Supplied entries
»»

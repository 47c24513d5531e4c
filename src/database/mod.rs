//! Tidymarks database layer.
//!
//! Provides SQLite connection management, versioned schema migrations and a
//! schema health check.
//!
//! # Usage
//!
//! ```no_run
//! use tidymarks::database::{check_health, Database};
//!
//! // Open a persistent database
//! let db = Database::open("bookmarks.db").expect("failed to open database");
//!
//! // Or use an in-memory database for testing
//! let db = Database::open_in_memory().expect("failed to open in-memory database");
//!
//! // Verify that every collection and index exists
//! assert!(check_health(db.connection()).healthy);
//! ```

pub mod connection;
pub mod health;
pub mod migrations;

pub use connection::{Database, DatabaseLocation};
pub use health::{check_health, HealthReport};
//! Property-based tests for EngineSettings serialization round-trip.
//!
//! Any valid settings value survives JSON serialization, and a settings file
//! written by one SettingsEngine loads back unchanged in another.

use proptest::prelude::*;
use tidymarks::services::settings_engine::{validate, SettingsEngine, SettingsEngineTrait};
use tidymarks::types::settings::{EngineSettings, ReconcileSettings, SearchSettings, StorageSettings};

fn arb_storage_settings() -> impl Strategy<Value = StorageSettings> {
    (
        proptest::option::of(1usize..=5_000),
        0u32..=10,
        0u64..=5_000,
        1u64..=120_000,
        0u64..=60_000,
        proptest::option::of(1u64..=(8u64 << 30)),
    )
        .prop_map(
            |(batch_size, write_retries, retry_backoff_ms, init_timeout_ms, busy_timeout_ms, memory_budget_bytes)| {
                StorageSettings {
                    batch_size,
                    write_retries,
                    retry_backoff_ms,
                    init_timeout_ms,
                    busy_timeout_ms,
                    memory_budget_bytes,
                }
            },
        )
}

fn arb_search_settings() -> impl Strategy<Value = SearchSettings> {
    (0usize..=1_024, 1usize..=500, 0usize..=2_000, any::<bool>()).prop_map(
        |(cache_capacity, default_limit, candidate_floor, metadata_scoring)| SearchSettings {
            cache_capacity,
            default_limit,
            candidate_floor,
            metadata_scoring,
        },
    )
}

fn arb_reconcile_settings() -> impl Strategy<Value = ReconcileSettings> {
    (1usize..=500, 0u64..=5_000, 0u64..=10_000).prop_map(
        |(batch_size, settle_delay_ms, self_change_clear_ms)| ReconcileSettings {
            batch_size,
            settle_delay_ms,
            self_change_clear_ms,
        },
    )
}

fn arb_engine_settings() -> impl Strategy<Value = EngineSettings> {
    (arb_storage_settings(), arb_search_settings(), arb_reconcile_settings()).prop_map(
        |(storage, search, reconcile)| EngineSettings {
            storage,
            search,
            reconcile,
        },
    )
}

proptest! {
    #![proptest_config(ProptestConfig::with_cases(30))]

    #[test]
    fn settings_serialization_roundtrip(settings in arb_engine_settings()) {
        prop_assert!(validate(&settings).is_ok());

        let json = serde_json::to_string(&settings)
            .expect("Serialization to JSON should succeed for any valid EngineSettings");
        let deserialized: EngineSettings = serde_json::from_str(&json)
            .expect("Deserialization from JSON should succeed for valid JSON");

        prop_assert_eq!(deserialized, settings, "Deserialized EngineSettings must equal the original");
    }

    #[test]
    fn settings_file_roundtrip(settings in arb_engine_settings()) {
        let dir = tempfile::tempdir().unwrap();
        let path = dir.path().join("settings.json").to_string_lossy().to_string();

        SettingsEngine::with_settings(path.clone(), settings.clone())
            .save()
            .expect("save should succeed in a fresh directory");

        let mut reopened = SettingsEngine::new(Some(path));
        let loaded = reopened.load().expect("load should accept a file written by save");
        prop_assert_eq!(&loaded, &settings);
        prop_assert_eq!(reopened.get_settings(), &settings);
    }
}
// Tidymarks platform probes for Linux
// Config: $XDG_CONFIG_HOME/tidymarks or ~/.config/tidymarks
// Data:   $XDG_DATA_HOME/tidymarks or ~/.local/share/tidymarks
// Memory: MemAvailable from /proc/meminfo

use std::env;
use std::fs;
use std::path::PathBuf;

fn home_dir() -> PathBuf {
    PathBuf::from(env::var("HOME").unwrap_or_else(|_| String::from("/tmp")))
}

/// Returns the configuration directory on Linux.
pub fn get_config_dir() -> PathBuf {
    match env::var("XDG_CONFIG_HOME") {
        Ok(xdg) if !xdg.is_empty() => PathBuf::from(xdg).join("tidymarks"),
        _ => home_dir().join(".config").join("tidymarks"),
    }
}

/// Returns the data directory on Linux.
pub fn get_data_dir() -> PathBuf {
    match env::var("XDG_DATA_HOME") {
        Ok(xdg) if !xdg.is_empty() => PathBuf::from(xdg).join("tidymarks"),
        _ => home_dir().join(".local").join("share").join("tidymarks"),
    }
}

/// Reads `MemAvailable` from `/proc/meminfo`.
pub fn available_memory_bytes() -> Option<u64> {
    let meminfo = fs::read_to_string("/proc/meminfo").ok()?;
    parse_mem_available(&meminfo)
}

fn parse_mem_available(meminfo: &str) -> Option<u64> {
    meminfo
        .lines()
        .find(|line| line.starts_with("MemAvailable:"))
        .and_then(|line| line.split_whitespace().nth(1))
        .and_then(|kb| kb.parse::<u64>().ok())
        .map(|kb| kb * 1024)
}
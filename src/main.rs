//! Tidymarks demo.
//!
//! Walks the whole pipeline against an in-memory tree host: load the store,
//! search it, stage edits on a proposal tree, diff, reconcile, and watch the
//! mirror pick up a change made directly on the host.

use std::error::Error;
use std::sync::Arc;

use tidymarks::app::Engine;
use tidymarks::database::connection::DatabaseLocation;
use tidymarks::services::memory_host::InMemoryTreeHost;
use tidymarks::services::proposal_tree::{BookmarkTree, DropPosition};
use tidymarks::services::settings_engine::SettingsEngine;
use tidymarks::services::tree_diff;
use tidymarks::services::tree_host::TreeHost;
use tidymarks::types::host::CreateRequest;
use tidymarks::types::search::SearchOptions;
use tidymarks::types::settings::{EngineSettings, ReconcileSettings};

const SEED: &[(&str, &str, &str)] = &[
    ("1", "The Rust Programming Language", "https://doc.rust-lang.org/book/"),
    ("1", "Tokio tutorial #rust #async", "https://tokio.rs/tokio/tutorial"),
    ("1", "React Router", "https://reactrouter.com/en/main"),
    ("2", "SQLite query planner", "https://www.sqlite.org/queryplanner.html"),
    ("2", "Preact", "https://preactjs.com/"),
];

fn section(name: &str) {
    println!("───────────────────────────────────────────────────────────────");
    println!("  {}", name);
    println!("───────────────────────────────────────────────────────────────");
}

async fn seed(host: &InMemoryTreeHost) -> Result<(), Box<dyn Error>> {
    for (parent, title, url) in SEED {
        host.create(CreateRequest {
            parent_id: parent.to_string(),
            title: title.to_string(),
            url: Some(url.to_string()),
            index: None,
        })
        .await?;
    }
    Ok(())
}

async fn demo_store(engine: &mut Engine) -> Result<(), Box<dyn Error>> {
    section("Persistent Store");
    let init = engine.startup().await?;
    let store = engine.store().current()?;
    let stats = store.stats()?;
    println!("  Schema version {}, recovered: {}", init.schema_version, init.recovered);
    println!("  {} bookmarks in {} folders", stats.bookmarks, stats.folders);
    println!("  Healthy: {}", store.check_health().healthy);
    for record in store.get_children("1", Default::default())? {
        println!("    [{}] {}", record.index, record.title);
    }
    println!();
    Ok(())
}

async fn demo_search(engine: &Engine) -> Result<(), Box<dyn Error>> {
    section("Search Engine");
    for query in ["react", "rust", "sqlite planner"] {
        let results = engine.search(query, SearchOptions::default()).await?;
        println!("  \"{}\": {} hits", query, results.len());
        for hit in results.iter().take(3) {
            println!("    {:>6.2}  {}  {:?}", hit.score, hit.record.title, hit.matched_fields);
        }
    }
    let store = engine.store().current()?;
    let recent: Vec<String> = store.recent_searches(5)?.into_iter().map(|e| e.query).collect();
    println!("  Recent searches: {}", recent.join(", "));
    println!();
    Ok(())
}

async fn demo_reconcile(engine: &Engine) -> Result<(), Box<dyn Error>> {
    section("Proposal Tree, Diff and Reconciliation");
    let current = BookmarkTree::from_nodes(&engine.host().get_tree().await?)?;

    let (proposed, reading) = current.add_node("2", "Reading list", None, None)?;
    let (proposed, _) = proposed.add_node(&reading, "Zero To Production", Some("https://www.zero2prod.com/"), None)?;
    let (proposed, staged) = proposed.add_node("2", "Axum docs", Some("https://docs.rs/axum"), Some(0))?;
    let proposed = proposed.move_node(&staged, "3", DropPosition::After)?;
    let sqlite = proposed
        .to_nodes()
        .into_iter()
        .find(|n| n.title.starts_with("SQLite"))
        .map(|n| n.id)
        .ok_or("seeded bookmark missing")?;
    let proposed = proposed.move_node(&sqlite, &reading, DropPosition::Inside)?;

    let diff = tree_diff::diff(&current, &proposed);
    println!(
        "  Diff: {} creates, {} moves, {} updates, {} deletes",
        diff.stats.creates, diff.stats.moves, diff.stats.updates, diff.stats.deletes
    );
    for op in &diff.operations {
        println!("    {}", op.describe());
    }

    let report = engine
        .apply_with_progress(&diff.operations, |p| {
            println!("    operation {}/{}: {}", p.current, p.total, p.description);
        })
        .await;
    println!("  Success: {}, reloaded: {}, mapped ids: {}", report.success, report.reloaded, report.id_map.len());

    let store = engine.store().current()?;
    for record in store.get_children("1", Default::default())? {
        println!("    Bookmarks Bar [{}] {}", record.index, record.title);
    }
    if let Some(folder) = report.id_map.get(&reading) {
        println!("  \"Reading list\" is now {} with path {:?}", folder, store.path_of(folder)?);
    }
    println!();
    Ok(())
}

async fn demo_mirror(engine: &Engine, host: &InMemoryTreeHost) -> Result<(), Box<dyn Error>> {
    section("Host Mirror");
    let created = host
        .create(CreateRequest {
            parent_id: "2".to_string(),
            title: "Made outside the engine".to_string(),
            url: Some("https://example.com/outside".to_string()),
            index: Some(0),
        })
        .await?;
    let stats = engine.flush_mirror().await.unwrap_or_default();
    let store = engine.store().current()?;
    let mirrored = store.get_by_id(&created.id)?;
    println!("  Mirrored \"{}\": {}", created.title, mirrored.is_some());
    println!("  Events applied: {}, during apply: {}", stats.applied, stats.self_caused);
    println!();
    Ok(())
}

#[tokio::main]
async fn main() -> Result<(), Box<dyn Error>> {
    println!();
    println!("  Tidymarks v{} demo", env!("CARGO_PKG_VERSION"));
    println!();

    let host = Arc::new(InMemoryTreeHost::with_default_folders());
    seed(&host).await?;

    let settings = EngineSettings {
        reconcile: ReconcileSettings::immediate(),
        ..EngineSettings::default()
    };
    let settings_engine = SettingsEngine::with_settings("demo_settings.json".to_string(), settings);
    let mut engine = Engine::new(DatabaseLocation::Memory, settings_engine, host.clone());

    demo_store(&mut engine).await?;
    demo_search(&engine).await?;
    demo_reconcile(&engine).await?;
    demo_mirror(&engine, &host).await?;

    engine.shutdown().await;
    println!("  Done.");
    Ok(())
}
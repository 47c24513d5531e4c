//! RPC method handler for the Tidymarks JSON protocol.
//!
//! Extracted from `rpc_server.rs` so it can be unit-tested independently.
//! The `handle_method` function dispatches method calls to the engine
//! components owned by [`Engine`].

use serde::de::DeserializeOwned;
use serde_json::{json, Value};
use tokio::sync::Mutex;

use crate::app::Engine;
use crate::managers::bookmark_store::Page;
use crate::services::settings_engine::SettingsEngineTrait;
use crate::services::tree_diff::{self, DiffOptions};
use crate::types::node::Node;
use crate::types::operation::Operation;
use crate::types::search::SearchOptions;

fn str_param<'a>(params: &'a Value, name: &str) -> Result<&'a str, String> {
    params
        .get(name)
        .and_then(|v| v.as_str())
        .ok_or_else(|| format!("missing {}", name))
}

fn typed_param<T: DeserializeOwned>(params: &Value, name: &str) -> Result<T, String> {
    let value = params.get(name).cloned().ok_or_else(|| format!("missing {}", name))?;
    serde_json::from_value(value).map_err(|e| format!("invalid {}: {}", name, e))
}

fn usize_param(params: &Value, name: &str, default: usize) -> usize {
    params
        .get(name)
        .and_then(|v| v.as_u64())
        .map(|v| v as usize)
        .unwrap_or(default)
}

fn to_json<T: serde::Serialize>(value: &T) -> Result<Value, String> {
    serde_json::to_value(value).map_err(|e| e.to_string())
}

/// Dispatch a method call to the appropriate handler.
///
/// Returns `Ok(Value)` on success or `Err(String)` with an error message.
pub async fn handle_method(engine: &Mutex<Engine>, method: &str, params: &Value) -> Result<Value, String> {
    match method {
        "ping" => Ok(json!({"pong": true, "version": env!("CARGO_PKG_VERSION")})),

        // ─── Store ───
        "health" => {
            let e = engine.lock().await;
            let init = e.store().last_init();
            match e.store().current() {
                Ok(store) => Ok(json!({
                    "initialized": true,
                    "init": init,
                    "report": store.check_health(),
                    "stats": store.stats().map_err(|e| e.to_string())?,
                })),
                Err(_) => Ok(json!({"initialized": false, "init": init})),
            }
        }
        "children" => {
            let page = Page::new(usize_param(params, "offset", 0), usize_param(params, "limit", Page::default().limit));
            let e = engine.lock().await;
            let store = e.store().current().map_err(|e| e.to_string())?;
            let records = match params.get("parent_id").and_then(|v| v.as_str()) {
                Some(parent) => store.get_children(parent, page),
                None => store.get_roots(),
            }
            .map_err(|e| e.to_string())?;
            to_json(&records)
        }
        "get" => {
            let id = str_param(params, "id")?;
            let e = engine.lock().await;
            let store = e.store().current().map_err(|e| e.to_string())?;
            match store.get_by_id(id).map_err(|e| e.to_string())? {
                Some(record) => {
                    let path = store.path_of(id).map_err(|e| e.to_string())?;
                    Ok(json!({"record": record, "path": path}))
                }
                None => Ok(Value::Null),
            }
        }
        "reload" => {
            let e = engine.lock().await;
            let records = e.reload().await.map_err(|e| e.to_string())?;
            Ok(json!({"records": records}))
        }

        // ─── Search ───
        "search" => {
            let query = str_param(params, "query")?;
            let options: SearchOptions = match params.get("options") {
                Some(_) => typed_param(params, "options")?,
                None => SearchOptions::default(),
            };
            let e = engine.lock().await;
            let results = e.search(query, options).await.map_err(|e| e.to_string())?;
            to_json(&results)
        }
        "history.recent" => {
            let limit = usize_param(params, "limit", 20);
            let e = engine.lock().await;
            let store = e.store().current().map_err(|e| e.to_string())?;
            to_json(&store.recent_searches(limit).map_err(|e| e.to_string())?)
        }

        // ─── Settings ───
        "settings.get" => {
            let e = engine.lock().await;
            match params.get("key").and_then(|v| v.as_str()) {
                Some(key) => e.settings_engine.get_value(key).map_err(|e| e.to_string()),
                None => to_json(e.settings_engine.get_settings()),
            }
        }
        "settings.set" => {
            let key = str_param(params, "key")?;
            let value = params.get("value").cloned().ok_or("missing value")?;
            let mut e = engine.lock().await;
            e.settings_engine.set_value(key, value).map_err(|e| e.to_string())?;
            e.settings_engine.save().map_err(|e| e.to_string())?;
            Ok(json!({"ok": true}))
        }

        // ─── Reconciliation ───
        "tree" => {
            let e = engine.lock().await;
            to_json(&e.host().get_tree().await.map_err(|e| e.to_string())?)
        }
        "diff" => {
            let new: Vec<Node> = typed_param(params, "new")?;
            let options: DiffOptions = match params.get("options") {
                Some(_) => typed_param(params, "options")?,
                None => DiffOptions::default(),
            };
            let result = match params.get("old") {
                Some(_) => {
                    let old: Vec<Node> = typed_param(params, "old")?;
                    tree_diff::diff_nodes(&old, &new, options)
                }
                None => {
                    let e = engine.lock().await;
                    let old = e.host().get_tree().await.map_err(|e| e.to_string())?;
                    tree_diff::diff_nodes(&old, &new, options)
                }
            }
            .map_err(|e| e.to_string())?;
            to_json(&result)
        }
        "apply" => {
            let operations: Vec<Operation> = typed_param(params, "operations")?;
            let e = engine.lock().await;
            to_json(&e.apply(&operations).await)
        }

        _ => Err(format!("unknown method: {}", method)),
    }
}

««

Exercise objective
Line count for the string "save": state how many lines in the data contain it, and output nothing else.

Solution to the problem
4